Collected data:
# # # # #

// Gemeinsame Tabellen-Definitionen (Operator-Optionen) fuer Integrationstests.
//
// Wird per `include!` eingebunden. Benötigte Imports:
//   use tablebuf::schema::{ElementType, FieldDef, FieldDefault, ScalarType, TableDef};

static CONCATENATION_OPTIONS: TableDef = TableDef::new(
    "ConcatenationOptions",
    &[
        FieldDef::scalar("axis", 0, ScalarType::Int32, FieldDefault::Int(0)),
        FieldDef::scalar("fused_activation_function", 1, ScalarType::Int8, FieldDefault::Int(0)),
    ],
);

static OPERATOR_CODE: TableDef = TableDef::new(
    "OperatorCode",
    &[
        FieldDef::scalar("builtin_code", 0, ScalarType::Int8, FieldDefault::Int(0)),
        FieldDef::string("custom_code", 1),
        FieldDef::scalar("version", 2, ScalarType::Int32, FieldDefault::Int(1)),
    ],
);

static BIDIRECTIONAL_SEQUENCE_RNN_OPTIONS: TableDef = TableDef::new(
    "BidirectionalSequenceRNNOptions",
    &[
        FieldDef::scalar("time_major", 0, ScalarType::Bool, FieldDefault::Bool(false)),
        FieldDef::scalar("fused_activation_function", 1, ScalarType::Int8, FieldDefault::Int(0)),
        FieldDef::scalar("merge_outputs", 2, ScalarType::Bool, FieldDefault::Bool(false)),
        FieldDef::scalar("asymmetric_quantize_inputs", 3, ScalarType::Bool, FieldDefault::Bool(false)),
    ],
);

static LOCAL_RESPONSE_NORMALIZATION_OPTIONS: TableDef = TableDef::new(
    "LocalResponseNormalizationOptions",
    &[
        FieldDef::scalar("radius", 0, ScalarType::Int32, FieldDefault::Int(0)),
        FieldDef::scalar("bias", 1, ScalarType::Float32, FieldDefault::Float(0.0)),
        FieldDef::scalar("alpha", 2, ScalarType::Float32, FieldDefault::Float(0.0)),
        FieldDef::scalar("beta", 3, ScalarType::Float32, FieldDefault::Float(0.0)),
    ],
);

/// Minimal model: operator codes, tensor indices, names and one options table.
static MODEL: TableDef = TableDef::new(
    "Model",
    &[
        FieldDef::scalar("version", 0, ScalarType::UInt32, FieldDefault::UInt(3)),
        FieldDef::vector("operator_codes", 1, ElementType::Table(&OPERATOR_CODE)),
        FieldDef::string("description", 2),
        FieldDef::vector("inputs", 3, ElementType::Scalar(ScalarType::Int32)),
        FieldDef::vector("tensor_names", 4, ElementType::String),
        FieldDef::table("concat", 5, &CONCATENATION_OPTIONS),
        FieldDef::table("lrn", 6, &LOCAL_RESPONSE_NORMALIZATION_OPTIONS),
        FieldDef::vector("buffer", 7, ElementType::Scalar(ScalarType::UInt8)),
    ],
);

# # # # #

Prompt
For the string "TableDef", search the preceding data and copy every line that includes it.

Solved problem
//   use tablebuf::schema::{ElementType, FieldDef, FieldDefault, ScalarType, TableDef};
static CONCATENATION_OPTIONS: TableDef = TableDef::new(
static OPERATOR_CODE: TableDef = TableDef::new(
static BIDIRECTIONAL_SEQUENCE_RNN_OPTIONS: TableDef = TableDef::new(
static LOCAL_RESPONSE_NORMALIZATION_OPTIONS: TableDef = TableDef::new(
static MODEL: TableDef = TableDef::new(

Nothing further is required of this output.